[Task] List every line in this data where the string "only" occurs.

[Data listing]
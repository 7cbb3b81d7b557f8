use actix_web::{error::ResponseError, http::StatusCode, web, HttpResponse};
use thiserror::Error;
use uuid::Uuid;
use validator::Validate;

use crate::config::MatchingSettings;
use crate::core::{rank_batch, CandidateProvider, RatingsSource, ResultAssembler, TieredResolver};
use crate::models::{
    Candidate, CandidateKind, EnrichedResult, ErrorResponse, GeoPoint, HealthResponse,
    NearestQuery, ResolvedArea, SearchContext,
};
use crate::routes::AppState;
use crate::services::{GeoResolver, Scope};

type BoxError = Box<dyn std::error::Error + Send + Sync>;

/// Errors surfaced by the search endpoints
#[derive(Debug, Error)]
pub enum SearchError {
    #[error("{0}")]
    InvalidQuery(String),

    #[error("Candidate lookup failed: {0}")]
    Candidates(BoxError),

    #[error("Rating lookup failed: {0}")]
    Ratings(BoxError),
}

impl ResponseError for SearchError {
    fn status_code(&self) -> StatusCode {
        match self {
            SearchError::InvalidQuery(_) => StatusCode::BAD_REQUEST,
            _ => StatusCode::INTERNAL_SERVER_ERROR,
        }
    }

    fn error_response(&self) -> HttpResponse {
        let error = match self {
            SearchError::InvalidQuery(_) => "invalid_query",
            SearchError::Candidates(_) => "candidate_lookup_failed",
            SearchError::Ratings(_) => "rating_lookup_failed",
        };

        HttpResponse::build(self.status_code()).json(ErrorResponse {
            error: error.to_string(),
            message: self.to_string(),
            status_code: self.status_code().as_u16(),
        })
    }
}

/// Configure the search routes
pub fn configure(cfg: &mut web::ServiceConfig) {
    cfg.route("/health", web::get().to(health_check))
        .route("/location", web::get().to(list_tow_trucks))
        .route("/location/nearest", web::get().to(nearest_tow_trucks))
        .route("/companies/nearest", web::get().to(nearest_companies));
}

/// Health check endpoint
async fn health_check(state: web::Data<AppState>) -> HttpResponse {
    let pg_healthy = state.postgres.health_check().await.unwrap_or(false);

    let status = if pg_healthy { "healthy" } else { "degraded" };

    HttpResponse::Ok().json(HealthResponse {
        status: status.to_string(),
        version: env!("CARGO_PKG_VERSION").to_string(),
        timestamp: chrono::Utc::now(),
    })
}

/// Nearest tow trucks
///
/// GET /api/v1/location/nearest?latitude=..&longitude=..&limit=..&provinceId=..&districtId=..
async fn nearest_tow_trucks(
    state: web::Data<AppState>,
    query: web::Query<NearestQuery>,
) -> Result<HttpResponse, SearchError> {
    let results = search(
        &query,
        &state.matching,
        state.geo.as_ref(),
        &state.tow_trucks,
        state.postgres.as_ref(),
    )
    .await?;

    Ok(HttpResponse::Ok().json(results))
}

/// Nearest towing companies
///
/// GET /api/v1/companies/nearest?latitude=..&longitude=..&limit=..&provinceId=..&districtId=..
async fn nearest_companies(
    state: web::Data<AppState>,
    query: web::Query<NearestQuery>,
) -> Result<HttpResponse, SearchError> {
    let results = search(
        &query,
        &state.matching,
        state.geo.as_ref(),
        &state.companies,
        state.postgres.as_ref(),
    )
    .await?;

    Ok(HttpResponse::Ok().json(results))
}

/// Every active tow truck, most recently updated first
///
/// GET /api/v1/location
async fn list_tow_trucks(state: web::Data<AppState>) -> Result<HttpResponse, SearchError> {
    let trucks = state
        .postgres
        .fetch_tow_trucks(Scope::All, &[])
        .await
        .map_err(|e| SearchError::Candidates(Box::new(e)))?;

    let results = ResultAssembler::new(state.postgres.as_ref())
        .enrich(rank_batch(trucks, None))
        .await
        .map_err(|e| SearchError::Ratings(Box::new(e)))?;

    Ok(HttpResponse::Ok().json(results))
}

/// Default result count for a candidate kind
fn default_limit(kind: CandidateKind, matching: &MatchingSettings) -> usize {
    match kind {
        CandidateKind::TowTruck => matching.tow_truck_default_limit,
        CandidateKind::Company => matching.company_default_limit,
    }
}

/// Fill a missing province or district from a geocoded area
///
/// Explicit values always win. A geocoded value is only taken when the
/// geocoded pair agrees with the explicit half, so a district never ends up
/// outside the requested province.
fn merge_area(
    province_id: Option<i32>,
    district_id: Option<i32>,
    area: ResolvedArea,
) -> (Option<i32>, Option<i32>) {
    match (province_id, district_id) {
        (None, None) => (area.province_id, area.district_id),
        (Some(p), None) if area.province_id == Some(p) => (Some(p), area.district_id),
        (None, Some(d)) if area.district_id == Some(d) => (area.province_id, Some(d)),
        explicit => explicit,
    }
}

/// Run one nearest search end to end
///
/// Validates the query, fills a missing province or district from the
/// user's coordinates, resolves the tiered candidate list and attaches
/// company contact and rating data. A geocoding failure only costs the
/// area-based tiers; candidate or rating failures fail the request.
pub async fn search<P, R>(
    query: &NearestQuery,
    matching: &MatchingSettings,
    geo: &dyn GeoResolver,
    provider: &P,
    ratings: &R,
) -> Result<Vec<EnrichedResult<P::Candidate>>, SearchError>
where
    P: CandidateProvider + ?Sized,
    R: RatingsSource + ?Sized,
{
    let request_id = Uuid::new_v4();
    let kind = <P::Candidate as Candidate>::KIND;

    if let Err(errors) = query.validate() {
        tracing::info!("[{}] Rejected {:?} search: {}", request_id, kind, errors);
        return Err(SearchError::InvalidQuery(errors.to_string()));
    }

    let limit = query
        .limit_or(default_limit(kind, matching))
        .min(matching.max_limit);
    let origin = GeoPoint::from_wire(query.latitude, query.longitude);

    let mut province_id = query.province_id;
    let mut district_id = query.district_id;

    if let Some(point) = origin {
        if province_id.is_none() || district_id.is_none() {
            match geo.resolve(point).await {
                Ok(area) => {
                    (province_id, district_id) = merge_area(province_id, district_id, area);
                }
                Err(e) => {
                    tracing::warn!(
                        "[{}] Reverse geocoding failed, continuing without area: {}",
                        request_id,
                        e
                    );
                }
            }
        }
    }

    let context = SearchContext::new(origin, limit).with_area(province_id, district_id);

    tracing::info!(
        "[{}] {:?} search: geo={}, province={:?}, district={:?}, limit={}",
        request_id,
        kind,
        context.has_geo(),
        context.province_id,
        context.district_id,
        limit
    );

    let resolution = TieredResolver::new()
        .resolve(&context, provider)
        .await
        .map_err(|e| {
            tracing::error!("[{}] Candidate lookup failed: {}", request_id, e);
            SearchError::Candidates(Box::new(e))
        })?;

    let results = ResultAssembler::new(ratings)
        .enrich(resolution.results)
        .await
        .map_err(|e| {
            tracing::error!("[{}] Rating lookup failed: {}", request_id, e);
            SearchError::Ratings(Box::new(e))
        })?;

    tracing::info!(
        "[{}] Returning {} results after stages {:?}",
        request_id,
        results.len(),
        resolution.stages.iter().map(|s| s.stage).collect::<Vec<_>>()
    );

    Ok(results)
}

[Solution to the exercise]
/// Explicit values always win. A geocoded value is only taken when the
/// company contact and rating data. A geocoding failure only costs the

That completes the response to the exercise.